Friday, February 11, 2011

How to give a name to an Eclipse Update Site?

I'm generating an Eclipse update site and I'm trying to give it a label so that when it appears in a user's sites list, it would appear as a name (e.g., "Ganymede project") rather than as a URL.

I haven't been able to find any parameter for it in the PDE or site.xml

The only thing that I've seen is to let it generate and then manually edit artifact.xml, but that gets messed up everytime you build and is ugly as hell.

  • Perhaps I am misunderstanding your question, but doesn't the user choose the name of the site when they add it using find / install features? The dialog specifies a Name field and a URL field. The name is what is displayed in the "Sites to Search" list.
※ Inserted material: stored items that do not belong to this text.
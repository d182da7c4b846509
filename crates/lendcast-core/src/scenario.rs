use rust_decimal_macros::dec;
use serde::{Deserialize, Serialize};
use std::time::Instant;

use crate::params::ModelParameters;
use crate::projector::{self, ProjectionResult};
use crate::types::{with_metadata, ComputationOutput, Rate};
use crate::EngineResult;

/// Additive deltas applied to a base parameter set. All default to zero;
/// the all-zero shock is the identity transform.
#[derive(Debug, Clone, Default, PartialEq, Eq, Serialize, Deserialize)]
#[serde(default)]
pub struct ScenarioShock {
    pub growth_delta: Rate,
    pub cogs_delta: Rate,
    pub opex_delta: Rate,
    pub capex_delta: Rate,
    /// Applied to the existing-debt rate, the facility rate, and every tranche
    pub rate_delta: Rate,
    pub wacc_delta: Rate,
    pub term_g_delta: Rate,
}

impl ScenarioShock {
    pub fn is_zero(&self) -> bool {
        *self == ScenarioShock::default()
    }
}

/// A named shock from the preset table, or a caller-supplied custom one.
#[derive(Debug, Clone, Serialize, Deserialize)]
pub struct NamedShock {
    pub name: String,
    pub shock: ScenarioShock,
}

/// The fixed stress-scenario table.
pub fn preset_shocks() -> Vec<NamedShock> {
    vec![
        NamedShock {
            name: "base".into(),
            shock: ScenarioShock::default(),
        },
        NamedShock {
            name: "mild_downside".into(),
            shock: ScenarioShock {
                growth_delta: dec!(-0.02),
                cogs_delta: dec!(0.01),
                rate_delta: dec!(0.01),
                ..ScenarioShock::default()
            },
        },
        NamedShock {
            name: "severe_downside".into(),
            shock: ScenarioShock {
                growth_delta: dec!(-0.05),
                cogs_delta: dec!(0.03),
                opex_delta: dec!(0.02),
                capex_delta: dec!(0.01),
                rate_delta: dec!(0.03),
                wacc_delta: dec!(0.02),
                term_g_delta: dec!(-0.01),
            },
        },
        NamedShock {
            name: "cost_inflation".into(),
            shock: ScenarioShock {
                cogs_delta: dec!(0.04),
                opex_delta: dec!(0.03),
                ..ScenarioShock::default()
            },
        },
        NamedShock {
            name: "rate_shock".into(),
            shock: ScenarioShock {
                rate_delta: dec!(0.04),
                wacc_delta: dec!(0.02),
                ..ScenarioShock::default()
            },
        },
    ]
}

/// Produce a new parameter set with each delta added to the corresponding
/// base field. The base is never mutated.
pub fn apply_shocks(base: &ModelParameters, shock: &ScenarioShock) -> ModelParameters {
    let mut shocked = base.clone();
    shocked.operating.growth += shock.growth_delta;
    shocked.operating.cogs_pct += shock.cogs_delta;
    shocked.operating.opex_pct += shock.opex_delta;
    shocked.operating.capex_pct += shock.capex_delta;
    shocked.capital.interest_rate += shock.rate_delta;
    shocked.capital.wacc += shock.wacc_delta;
    shocked.capital.terminal_growth += shock.term_g_delta;
    shocked.facility.rate += shock.rate_delta;
    for tranche in &mut shocked.tranches {
        tranche.rate += shock.rate_delta;
    }
    shocked
}

/// Projection outcome for one scenario of the stress suite.
#[derive(Debug, Clone, Serialize, Deserialize)]
pub struct ScenarioOutcome {
    pub name: String,
    pub shock: ScenarioShock,
    pub projection: ProjectionResult,
}

#[derive(Debug, Clone, Serialize, Deserialize)]
pub struct StressSuiteOutput {
    pub scenarios: Vec<ScenarioOutcome>,
}

/// Project the base case and every preset shock, plus an optional custom
/// shock. Scenarios are independent; a scenario whose shocked parameters
/// are invalid is skipped with a warning rather than failing the suite.
pub fn run_stress_suite(
    base: &ModelParameters,
    custom: Option<&ScenarioShock>,
) -> EngineResult<ComputationOutput<StressSuiteOutput>> {
    let start = Instant::now();
    let mut warnings: Vec<String> = Vec::new();

    base.validate()?;

    let mut suite = preset_shocks();
    if let Some(shock) = custom {
        suite.push(NamedShock {
            name: "custom".into(),
            shock: shock.clone(),
        });
    }

    let mut scenarios = Vec::with_capacity(suite.len());
    for named in suite {
        let shocked = apply_shocks(base, &named.shock);
        match projector::project(&shocked) {
            Ok(output) => {
                for w in output.warnings {
                    warnings.push(format!("[{}] {w}", named.name));
                }
                scenarios.push(ScenarioOutcome {
                    name: named.name,
                    shock: named.shock,
                    projection: output.result,
                });
            }
            Err(e) => {
                warnings.push(format!("[{}] scenario skipped: {e}", named.name));
            }
        }
    }

    let output = StressSuiteOutput { scenarios };
    let elapsed = start.elapsed().as_micros() as u64;
    Ok(with_metadata(
        "Preset Stress Scenario Suite",
        &serde_json::json!({
            "base_digest": base.digest().to_string(),
            "custom_shock": custom.is_some(),
        }),
        warnings,
        elapsed,
        output,
    ))
}

// ---------------------------------------------------------------------------
// Tests
// ---------------------------------------------------------------------------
    _ande_turner_ : In previous versions this was the case. to add in ganymede you just add a url, and then sometimes the name it self is auto configured byt the address you type in. I think the auto assignment is Ganymede specific and not all update sites have added a name.
    Uri : There's a property in artifact.xml that lets you change it. It is by default generated with the file://xxxxxxx where your update site was generated (which looks fairly ugly). I'm trying to find out if there's a way to do something in site.xml so that artifact.xml is generated correctly.
  • Not 100% sure on this since I'm not familiar with Eclipse update site building, but this page:

    http://wiki.eclipse.org/Equinox_p2_Metadata_Generator

    Seems to indicate you can generate the metadata for the update site using org.eclipse.equinox.p2.metadata.generator.EclipseGenerator which includes the site name as a parameter:

    Arguments describing the output

    [...]

    -metadataRepositoryName

    a user friendly name for the metadata repository

    Perhaps that's what you need, to generate the metadata for the site? See http://wiki.eclipse.org/WTP/What_we_have_learned_(to_love)_about_P2 as well:

    ...Since you have both a content.jar and a site.xml at that location, you actually have two repositories. You have a classic update site, and a p2 repository (these files don't know/care about each other). Classic update sites don't contain a site name (site.xml has no name element), so these sites are "nameless". p2 repositories contain a name element so they have a human-readable name.